### Records for the task
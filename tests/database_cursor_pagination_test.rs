// ABOUTME: Test suite for database cursor-based pagination
// ABOUTME: Validates keyset pagination correctness, cursor encoding, and consistency
//
// Licensed under either of Apache License, Version 2.0 or MIT License at your option.
// Copyright ©2025 Async-IO.org

use anyhow::Result;
use pierre_mcp_server::{
    database_plugins::{factory::Database, DatabaseProvider},
    models::{User, UserStatus, UserTier},
    pagination::PaginationParams,
};
use uuid::Uuid;

/// Test cursor pagination for users by status
#[tokio::test]
async fn test_get_users_by_status_cursor() -> Result<()> {
    // Initialize in-memory database
    let database_url = "sqlite::memory:";
    let database =
        Database::new(database_url, b"test_encryption_key_32_bytes_long".to_vec()).await?;

    // Create test users with different statuses
    for i in 0..5 {
        let user = User {
            id: Uuid::new_v4(),
            email: format!("user{i}@test.com"),
            display_name: Some(format!("User {i}")),
            password_hash: "hashed_password".to_string(),
            tier: UserTier::Starter,
            tenant_id: None,
            strava_token: None,
            fitbit_token: None,
            is_active: true,
            user_status: UserStatus::Pending,
            is_admin: false,
            approved_by: None,
            approved_at: None,
            created_at: chrono::Utc::now(),
            last_active: chrono::Utc::now(),
        };

        database.create_user(&user).await?;

        // Small delay to ensure different timestamps
        tokio::time::sleep(tokio::time::Duration::from_millis(10)).await;
    }

    // Test first page (limit 2)
    let params = PaginationParams::forward(None, 2);
    let page1 = database
        .get_users_by_status_cursor("pending", &params)
        .await?;

    assert_eq!(page1.items.len(), 2);
    assert!(page1.has_more);
    assert!(page1.next_cursor.is_some());

    // Test second page using cursor from first page
    let params2 = PaginationParams::forward(page1.next_cursor.clone(), 2);
    let page2 = database
        .get_users_by_status_cursor("pending", &params2)
        .await?;

    assert_eq!(page2.items.len(), 2);
    assert!(page2.has_more);
    assert!(page2.next_cursor.is_some());

    // Test third page (should have remaining item)
    let params3 = PaginationParams::forward(page2.next_cursor.clone(), 2);
    let page3 = database
        .get_users_by_status_cursor("pending", &params3)
        .await?;

    assert_eq!(page3.items.len(), 1);
    assert!(!page3.has_more);
    assert!(page3.next_cursor.is_none());

    // Verify no duplicate users across pages
    let mut all_user_ids = Vec::new();
    all_user_ids.extend(page1.items.iter().map(|u| u.id));
    all_user_ids.extend(page2.items.iter().map(|u| u.id));
    all_user_ids.extend(page3.items.iter().map(|u| u.id));

    // Check for duplicates
    let unique_count = all_user_ids.len();
    all_user_ids.sort();
    all_user_ids.dedup();
    assert_eq!(
        unique_count,
        all_user_ids.len(),
        "Found duplicate users across pages"
    );

    Ok(())
}

/// Test empty results with cursor pagination
#[tokio::test]
async fn test_cursor_pagination_empty_results() -> Result<()> {
    let database_url = "sqlite::memory:";
    let database =
        Database::new(database_url, b"test_encryption_key_32_bytes_long".to_vec()).await?;

    let params = PaginationParams::forward(None, 10);
    let page = database
        .get_users_by_status_cursor("active", &params)
        .await?;

    assert_eq!(page.items.len(), 0);
    assert!(!page.has_more);
    assert!(page.next_cursor.is_none());

    Ok(())
}

/// Test cursor pagination consistency when new items are added
#[tokio::test]
async fn test_cursor_pagination_consistency() -> Result<()> {
    let database_url = "sqlite::memory:";
    let database =
        Database::new(database_url, b"test_encryption_key_32_bytes_long".to_vec()).await?;

    // Create initial users
    for i in 0..3 {
        let user = User {
            id: Uuid::new_v4(),
            email: format!("initial{i}@test.com"),
            display_name: Some(format!("Initial User {i}")),
            password_hash: "hashed".to_string(),
            tier: UserTier::Starter,
            tenant_id: None,
            strava_token: None,
            fitbit_token: None,
            is_active: true,
            user_status: UserStatus::Pending,
            is_admin: false,
            approved_by: None,
            approved_at: None,
            created_at: chrono::Utc::now(),
            last_active: chrono::Utc::now(),
        };
        database.create_user(&user).await?;
        tokio::time::sleep(tokio::time::Duration::from_millis(10)).await;
    }

    // Get first page
    let params = PaginationParams::forward(None, 2);
    let page1 = database
        .get_users_by_status_cursor("pending", &params)
        .await?;

    assert_eq!(page1.items.len(), 2);
    assert!(page1.has_more);

    // Add new user AFTER getting first page
    let new_user = User {
        id: Uuid::new_v4(),
        email: "newer@test.com".to_string(),
        display_name: Some("Newer User".to_string()),
        password_hash: "hashed".to_string(),
        tier: UserTier::Starter,
        tenant_id: None,
        strava_token: None,
        fitbit_token: None,
        is_active: true,
        user_status: UserStatus::Pending,
        is_admin: false,
        approved_by: None,
        approved_at: None,
        created_at: chrono::Utc::now(),
        last_active: chrono::Utc::now(),
    };
    database.create_user(&new_user).await?;

    // Get second page - should NOT include the newly added user
    // (cursor-based pagination ensures consistency)
    let params2 = PaginationParams::forward(page1.next_cursor.clone(), 2);
    let page2 = database
        .get_users_by_status_cursor("pending", &params2)
        .await?;

    // Should get remaining item from original 3 (not the newly added one)
    assert_eq!(page2.items.len(), 1);

    // Verify the new user is NOT in page2
    assert!(!page2.items.iter().any(|u| u.id == new_user.id));

    Ok(())
}
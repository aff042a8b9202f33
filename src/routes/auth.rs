// ABOUTME: User authentication route handlers for registration, login, and token refresh
// ABOUTME: Thin wrappers over the auth manager and user store
//
// SPDX-License-Identifier: MIT OR Apache-2.0
// Copyright (c) 2026 Echo Platform

//! Authentication routes
//!
//! Registration enforces the platform's password strength rules before any
//! account is created. Login issues an access/refresh token pair and stores
//! the refresh token on the user row; refresh requires the stored token to
//! match, so a stolen-but-rotated token is useless.

use axum::{extract::State, http::StatusCode, response::IntoResponse, routing::post, Json, Router};
use serde::{Deserialize, Serialize};
use std::sync::Arc;
use tracing::info;

use crate::auth::{AuthManager, SCOPE_REFRESH};
use crate::database::UserRecord;
use crate::resources::ServerResources;
use echo_core::{AppError, AppResult};

/// Accepted username length bounds
const USERNAME_MIN_CHARS: usize = 5;
const USERNAME_MAX_CHARS: usize = 55;

/// User registration request
#[derive(Debug, Deserialize)]
pub struct RegisterRequest {
    /// Login name
    pub username: String,
    /// Plain-text password, validated against the strength rules
    pub password: String,
    /// Optional contact email
    #[serde(default)]
    pub email: Option<String>,
    /// Optional display name
    #[serde(default)]
    pub display_name: Option<String>,
}

/// Public view of a user account
#[derive(Debug, Serialize, Deserialize)]
pub struct UserInfo {
    /// User ID
    pub id: String,
    /// Login name
    pub username: String,
    /// Contact email, when set
    pub email: Option<String>,
    /// Display name, when set
    pub display_name: Option<String>,
    /// Account creation timestamp
    pub created_at: String,
}

impl From<UserRecord> for UserInfo {
    fn from(user: UserRecord) -> Self {
        Self {
            id: user.id,
            username: user.username,
            email: user.email,
            display_name: user.display_name,
            created_at: user.created_at,
        }
    }
}

/// User registration response
#[derive(Debug, Serialize, Deserialize)]
pub struct RegisterResponse {
    /// Created account
    pub user: UserInfo,
    /// Human-readable confirmation
    pub message: String,
}

/// User login request
#[derive(Debug, Deserialize)]
pub struct LoginRequest {
    /// Login name
    pub username: String,
    /// Plain-text password
    pub password: String,
}

/// Token pair issued at login
#[derive(Debug, Serialize, Deserialize)]
pub struct LoginResponse {
    /// Short-lived access token
    pub access_token: String,
    /// Long-lived refresh token
    pub refresh_token: String,
    /// Always `bearer`
    pub token_type: String,
}

/// Token refresh request
#[derive(Debug, Deserialize)]
pub struct RefreshRequest {
    /// Refresh token issued at login
    pub refresh_token: String,
}

/// Token refresh response
#[derive(Debug, Serialize, Deserialize)]
pub struct RefreshResponse {
    /// Fresh access token
    pub access_token: String,
    /// Always `bearer`
    pub token_type: String,
}

/// Authentication routes handler
pub struct AuthRoutes;

impl AuthRoutes {
    /// Create all authentication routes
    #[must_use]
    pub fn routes(resources: Arc<ServerResources>) -> Router {
        Router::new()
            .route("/api/auth/register", post(Self::register))
            .route("/api/auth/login", post(Self::login))
            .route("/api/auth/refresh", post(Self::refresh))
            .with_state(resources)
    }

    /// Register a new account
    async fn register(
        State(resources): State<Arc<ServerResources>>,
        Json(request): Json<RegisterRequest>,
    ) -> AppResult<impl IntoResponse> {
        let username_chars = request.username.chars().count();
        if !(USERNAME_MIN_CHARS..=USERNAME_MAX_CHARS).contains(&username_chars) {
            return Err(AppError::invalid_input(format!(
                "Username must be between {USERNAME_MIN_CHARS} and {USERNAME_MAX_CHARS} characters"
            )));
        }
        AuthManager::validate_password_strength(&request.password)?;

        let password_hash = AuthManager::hash_password(&request.password)?;
        let user = resources
            .database
            .users()
            .create(
                &request.username,
                &password_hash,
                request.email.as_deref(),
                request.display_name.as_deref(),
            )
            .await?;
        info!("Registered new user {}", user.username);

        let response = RegisterResponse {
            user: user.into(),
            message: "User successfully created".to_owned(),
        };
        Ok((StatusCode::CREATED, Json(response)))
    }

    /// Log in and issue a token pair
    async fn login(
        State(resources): State<Arc<ServerResources>>,
        Json(request): Json<LoginRequest>,
    ) -> AppResult<Json<LoginResponse>> {
        let user = resources
            .database
            .users()
            .get_by_username(&request.username)
            .await?
            .ok_or_else(|| AppError::auth_invalid("Invalid username or password"))?;

        if !AuthManager::verify_password(&request.password, &user.password_hash)? {
            return Err(AppError::auth_invalid("Invalid username or password"));
        }
        if !user.is_active {
            return Err(AppError::auth_invalid("Account is deactivated"));
        }

        let access_token = resources.auth.generate_access_token(&user.username)?;
        let refresh_token = resources.auth.generate_refresh_token(&user.username)?;

        resources
            .database
            .users()
            .set_refresh_token(&user.id, Some(&refresh_token))
            .await?;
        info!("User {} logged in", user.username);

        Ok(Json(LoginResponse {
            access_token,
            refresh_token,
            token_type: "bearer".to_owned(),
        }))
    }

    /// Exchange a refresh token for a new access token
    async fn refresh(
        State(resources): State<Arc<ServerResources>>,
        Json(request): Json<RefreshRequest>,
    ) -> AppResult<Json<RefreshResponse>> {
        let username = resources
            .auth
            .validate_token(&request.refresh_token, SCOPE_REFRESH)?;

        let user = resources
            .database
            .users()
            .get_by_username(&username)
            .await?
            .ok_or_else(|| AppError::auth_invalid("Invalid refresh token"))?;

        if user.refresh_token.as_deref() != Some(request.refresh_token.as_str()) {
            return Err(AppError::auth_invalid("Refresh token was revoked"));
        }

        let access_token = resources.auth.generate_access_token(&user.username)?;

        Ok(Json(RefreshResponse {
            access_token,
            token_type: "bearer".to_owned(),
        }))
    }
}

### Your instructions
From the records above, quote only the lines running from the line with "use uuid::Uuid;" to the line with "page (limit 2)", both lines included.

### Solution for this problem
use uuid::Uuid;

/// Test cursor pagination for users by status
#[tokio::test]
async fn test_get_users_by_status_cursor() -> Result<()> {
    // Initialize in-memory database
    let database_url = "sqlite::memory:";
    let database =
        Database::new(database_url, b"test_encryption_key_32_bytes_long".to_vec()).await?;

    // Create test users with different statuses
    for i in 0..5 {
        let user = User {
            id: Uuid::new_v4(),
            email: format!("user{i}@test.com"),
            display_name: Some(format!("User {i}")),
            password_hash: "hashed_password".to_string(),
            tier: UserTier::Starter,
            tenant_id: None,
            strava_token: None,
            fitbit_token: None,
            is_active: true,
            user_status: UserStatus::Pending,
            is_admin: false,
            approved_by: None,
            approved_at: None,
            created_at: chrono::Utc::now(),
            last_active: chrono::Utc::now(),
        };

        database.create_user(&user).await?;

        // Small delay to ensure different timestamps
        tokio::time::sleep(tokio::time::Duration::from_millis(10)).await;
    }

    // Test first page (limit 2)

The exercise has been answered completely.